Mozione approvata: il Municipio XV difende la Metro C
Il Consiglio del Municipio Roma XV ha approvato una mozione che si oppone con fermezza al definanziamento dei 50 milioni di euro destinati alla tratta T1 Clodio–Farnesina della Linea C.
L’atto chiede al Governo di ripristinare integralmente i fondi e di garantire la prosecuzione dei lavori per l’unica linea metropolitana prevista a Roma Nord, un’infrastruttura ritenuta strategica per il quadrante e per l’intera città.
Senza fornire spiegazioni soddisfacenti, il centrodestra ha votato contro la mozione, un comportamento che la maggioranza municipale ha definito ambiguo e in contrasto con gli interessi del territorio. Anche Forza Italia, pur avendo espresso a livello parlamentare l’intenzione di sostenere il rifinanziamento, ha abbandonato l’aula, mostrando – secondo la maggioranza – “incoerenza e disinteresse verso i cittadini”.

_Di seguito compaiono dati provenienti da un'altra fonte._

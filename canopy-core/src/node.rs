use serde::{Deserialize, Serialize};
use std::time::SystemTime;
use uuid::Uuid;

use crate::attributes::NodeAttributes;

pub type NodeId = Uuid;
pub type UserId = Uuid;

/// Type tag carried in `attributes.type`.
#[derive(Debug, Clone, Copy, PartialEq, Eq, Hash, PartialOrd, Ord, Serialize, Deserialize)]
#[serde(rename_all = "snake_case")]
pub enum NodeType {
    Space,
    Folder,
    Page,
    Database,
    Record,
    Channel,
    Message,
}

impl NodeType {
    pub fn as_str(&self) -> &'static str {
        match self {
            NodeType::Space => "space",
            NodeType::Folder => "folder",
            NodeType::Page => "page",
            NodeType::Database => "database",
            NodeType::Record => "record",
            NodeType::Channel => "channel",
            NodeType::Message => "message",
        }
    }
}

impl std::fmt::Display for NodeType {
    fn fmt(&self, f: &mut std::fmt::Formatter<'_>) -> std::fmt::Result {
        f.write_str(self.as_str())
    }
}

/// A node of the replicated graph as seen by one replica.
///
/// `local_revision` moves forward on every local commit and every merged
/// remote change; `server_revision` is the highest transaction version the
/// server has confirmed for this node.
#[derive(Debug, Clone, PartialEq, Serialize, Deserialize)]
pub struct Node {
    pub id: NodeId,
    pub node_type: NodeType,
    pub parent_id: Option<NodeId>,
    pub root_id: NodeId,
    pub attributes: NodeAttributes,
    pub created_at: u64,
    pub created_by: UserId,
    pub updated_at: Option<u64>,
    pub updated_by: Option<UserId>,
    pub local_revision: u64,
    pub server_revision: u64,
}

impl Node {
    pub fn is_root(&self) -> bool {
        self.parent_id.is_none()
    }

    pub fn name(&self) -> Option<String> {
        crate::attributes::model_for(self.node_type).name(&self.attributes)
    }
}

/// Milliseconds since the Unix epoch.
pub fn now_millis() -> u64 {
    SystemTime::now()
        .duration_since(SystemTime::UNIX_EPOCH)
        .unwrap_or_default()
        .as_millis() as u64
}
use crate::closure::{ClosureError, ClosureIndex};
use crate::collaboration::{Collaboration, Collaborations};
use crate::outbox::{FragmentData, MutationOutbox, MutationPayload};
use crate::protocol::{MutationStatus, ServerTransaction, TransactionOperation};
use crate::storage::rocks::{CF_META, CF_NODES, CF_TRANSACTION_IDS};
use crate::storage::{keys, FragmentLog, NodeMarker, ReplicaStore, StoreError, UnitOfWork, UpdateFragment};

/// Recorded against fragment ids written on this replica until the server
/// echoes them back with a version.
const LOCAL_VERSION: u64 = 0;

#[derive(Debug, Clone)]
pub struct RevisionConfig {
    /// CAS attempts before an update gives up (default: 20)
    pub max_update_attempts: usize,
    /// Fragment count that triggers compaction after a commit (default: 64)
    pub compaction_threshold: usize,
}

impl Default for RevisionConfig {
    fn default() -> Self {
        Self {
            max_update_attempts: 20,
            compaction_threshold: 64,
        }
    }
}

impl RevisionConfig {
    pub fn for_testing() -> Self {
        Self {
            max_update_attempts: 20,
            compaction_threshold: 8,
        }
    }
}

#[derive(Error, Debug, Clone)]
pub enum RevisionError {
    #[error("node {0} not found")]
    NotFound(NodeId),
    #[error("invalid attributes: {0}")]
    InvalidAttributes(String),
    #[error("unauthorized: {0}")]
    Unauthorized(String),
    #[error("node {0} changed concurrently")]
    Conflict(NodeId),
    #[error("update of {node} failed after {attempts} attempts")]
    UpdateFailed { node: NodeId, attempts: usize },
    #[error("node {node} is unreadable: {reason}")]
    Unreadable { node: NodeId, reason: String },
    #[error(transparent)]
    Store(#[from] StoreError),
}

impl RevisionError {
    pub fn status(&self) -> MutationStatus {
        match self {
            RevisionError::NotFound(_) => MutationStatus::NotFound,
            RevisionError::InvalidAttributes(_) => MutationStatus::InvalidAttributes,
            RevisionError::Unauthorized(_) => MutationStatus::Unauthorized,
            RevisionError::Conflict(_)
            | RevisionError::UpdateFailed { .. }
            | RevisionError::Unreadable { .. }
            | RevisionError::Store(_) => MutationStatus::Failed,
        }
    }
}

impl From<CoreError> for RevisionError {
    fn from(e: CoreError) -> Self {
        match e {
            CoreError::InvalidAttributes(m) => RevisionError::InvalidAttributes(m),
            CoreError::Unauthorized(m) => RevisionError::Unauthorized(m),
            CoreError::CorruptUpdate(reason) => RevisionError::Unreadable {
                node: Uuid::nil(),
                reason,
            },
            CoreError::Unreadable(node) => RevisionError::Unreadable {
                node,
                reason: "previously marked unreadable".into(),
            },
        }
    }
}

impl From<ClosureError> for RevisionError {
    fn from(e: ClosureError) -> Self {
        match e {
            ClosureError::Cycle { .. } => RevisionError::InvalidAttributes(e.to_string()),
            ClosureError::Store(e) => RevisionError::Store(e),
        }
    }
}

#[derive(Debug, Clone)]
pub enum UpdateOutcome {
    Updated {
        node: Node,
        fragment: UpdateFragment,
        attempts: usize,
    },
    /// The updater returned the attributes unchanged; nothing was written
    Unchanged(Node),
}

impl UpdateOutcome {
    pub fn node(&self) -> &Node {
        match self {
            UpdateOutcome::Updated { node, .. } | UpdateOutcome::Unchanged(node) => node,
        }
    }
}

#[derive(Debug, Clone, PartialEq)]
pub enum RemoteOutcome {
    Created(Node),
    Updated(Node),
    /// Already applied; at most `server_revision` moved
    Confirmed(Node),
    Deleted(Vec<NodeId>),
    Skipped,
}

/// Node writes staged for one commit.
pub(crate) struct StagedWrite {
    pub collaborations: Vec<Collaboration>,
}

pub struct RevisionStore {
    store: Arc<ReplicaStore>,
    policy: Arc<dyn AccessPolicy>,
    outbox: Option<Arc<MutationOutbox>>,
    config: RevisionConfig,
}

Torquati: “Opera vitale per Roma Nord”
“Il voto di oggi ribadisce la posizione chiara e unitaria del Municipio XV: la Metro C è un’opera vitale per Roma Nord e per tutta la città. Non si possono accettare tagli che rischiano di bloccare l’unico collegamento metropolitano per centinaia di migliaia di cittadini”, ha dichiarato il presidente del Municipio XV Daniele Torquati.
“Sorprende e delude l’atteggiamento del centrodestra, che ancora una volta evita di assumersi la responsabilità di difendere un’infrastruttura indispensabile per il territorio”, ha aggiunto.
I capigruppo di maggioranza: “Un colpo al futuro della mobilità sostenibile”
“Abbiamo voluto portare un segnale forte e unitario a sostegno delle persone e dei quartieri che attendono da anni la metro per ottenere una mobilità dignitosa”, dichiarano i capigruppo di maggioranza Giovanni Forti (Sinistra Civica Ecologista), Claudio Marinali (Partito Democratico), Sara Martorano (Lista Civica Gualtieri), Alfonso Rago (Roma Futura) e Massimiliano Petrassi (Italia Viva).
“Il definanziamento di 50 milioni alla Metro C non è un dettaglio contabile, ma un colpo al futuro della mobilità sostenibile e dell’equità territoriale a Roma Nord. La tratta Farnesina–Clodio è il primo passo per portare la metropolitana fino a Grottarossa e La Giustiniana, e con essa un diritto alla mobilità che i nostri quartieri aspettano da decenni.
Dispiace constatare che il centrodestra si schieri contro il territorio proprio quando serve compattezza nel difendere un interesse comune”, concludono.
La tratta Farnesina–Clodio, chiave per Roma Nord
La tratta Farnesina–Clodio rappresenta un asse strategico per la mobilità del quadrante nord di Roma, da sempre penalizzato dalla mancanza di collegamenti su ferro.
Il suo completamento permetterebbe di collegare le aree di Vigna Clara, Ponte Milvio, Farnesina, Prati e Monte Mario con il resto della rete metropolitana, decongestionando il traffico e migliorando la qualità della vita dei residenti.
La decisione del Municipio XV invia quindi un messaggio politico chiaro al Governo: Roma Nord non può essere esclusa dallo sviluppo della mobilità metropolitana.
“Difendere un diritto alla mobilità atteso da decenni”
La mozione approvata è, nelle parole di Torquati e dei capigruppo, un atto di difesa dei diritti dei cittadini.
Non solo un tema di investimenti o bilanci, ma di equità urbana: “La metro per Roma Nord non è un privilegio – sottolineano – ma una necessità che riguarda la sostenibilità, l’inclusione e il diritto alla mobilità per tutti”.
Il Municipio XV promette di mantenere alta l’attenzione e di sollecitare il ripristino dei fondi nel prossimo bilancio statale.